* Problem details *
Find the line with "Self::default()" and the line with "agg.attacks += tally.attacks" in the entries below; output exactly those two lines, every line between them, and no others.

Saved data entries
___
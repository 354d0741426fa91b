//! Behavior memory port
//!
//! Aggregates how the player has fought each enemy across encounters. Only
//! the tactician instinct reads it; a missing memory means a balanced read.

use std::collections::HashMap;

use serde::{Deserialize, Serialize};

use crate::core::types::EnemyId;

/// Aggregate player behavior against one enemy
#[derive(Debug, Clone, Copy, PartialEq, Default, Serialize, Deserialize)]
pub struct BehaviorProfile {
    pub encounters: u32,
    /// Fraction of player actions that were basic or special attacks
    pub attack_frequency: f32,
    /// Fraction of player actions that used an item
    pub item_frequency: f32,
}

/// Player actions counted over one battle
#[derive(Debug, Clone, Copy, PartialEq, Eq, Default, Serialize, Deserialize)]
pub struct BehaviorTally {
    pub attacks: u32,
    pub defends: u32,
    pub items: u32,
    pub specials: u32,
    pub flees: u32,
}

impl BehaviorTally {
    pub fn total(&self) -> u32 {
        self.attacks + self.defends + self.items + self.specials + self.flees
    }
}

/// Cross-encounter memory keyed by enemy identifier
pub trait BehaviorMemory: Send {
    fn profile(&self, enemy: &EnemyId) -> Option<BehaviorProfile>;

    /// Fold one finished battle into the memory
    fn record(&mut self, _enemy: &EnemyId, _tally: &BehaviorTally) {}
}

/// Memory that knows nothing; every enemy sees a balanced player
#[derive(Debug, Default, Clone, Copy)]
pub struct NoMemory;

impl BehaviorMemory for NoMemory {
    fn profile(&self, _enemy: &EnemyId) -> Option<BehaviorProfile> {
        None
    }
}

#[derive(Debug, Default, Clone, Serialize, Deserialize)]
struct Aggregate {
    encounters: u32,
    actions: u32,
    attacks: u32,
    items: u32,
}

/// Process-local memory, enough for the CLI and tests
#[derive(Debug, Default, Clone)]
pub struct InMemoryBehaviorMemory {
    by_enemy: HashMap<EnemyId, Aggregate>,
}

impl InMemoryBehaviorMemory {
    pub fn new() -> Self {
        Self::default()
    }
}

impl BehaviorMemory for InMemoryBehaviorMemory {
    fn profile(&self, enemy: &EnemyId) -> Option<BehaviorProfile> {
        let agg = self.by_enemy.get(enemy)?;
        if agg.actions == 0 {
            return Some(BehaviorProfile {
                encounters: agg.encounters,
                ..BehaviorProfile::default()
            });
        }
        Some(BehaviorProfile {
            encounters: agg.encounters,
            attack_frequency: agg.attacks as f32 / agg.actions as f32,
            item_frequency: agg.items as f32 / agg.actions as f32,
        })
    }

    fn record(&mut self, enemy: &EnemyId, tally: &BehaviorTally) {
        let agg = self.by_enemy.entry(enemy.clone()).or_default();
        agg.encounters += 1;
        agg.actions += tally.total();
        agg.attacks += tally.attacks + tally.specials;
        agg.items += tally.items;
    }
}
___
* Output below *
        Self::default()
    }
}

impl BehaviorMemory for InMemoryBehaviorMemory {
    fn profile(&self, enemy: &EnemyId) -> Option<BehaviorProfile> {
        let agg = self.by_enemy.get(enemy)?;
        if agg.actions == 0 {
            return Some(BehaviorProfile {
                encounters: agg.encounters,
                ..BehaviorProfile::default()
            });
        }
        Some(BehaviorProfile {
            encounters: agg.encounters,
            attack_frequency: agg.attacks as f32 / agg.actions as f32,
            item_frequency: agg.items as f32 / agg.actions as f32,
        })
    }

    fn record(&mut self, enemy: &EnemyId, tally: &BehaviorTally) {
        let agg = self.by_enemy.entry(enemy.clone()).or_default();
        agg.encounters += 1;
        agg.actions += tally.total();
        agg.attacks += tally.attacks + tally.specials;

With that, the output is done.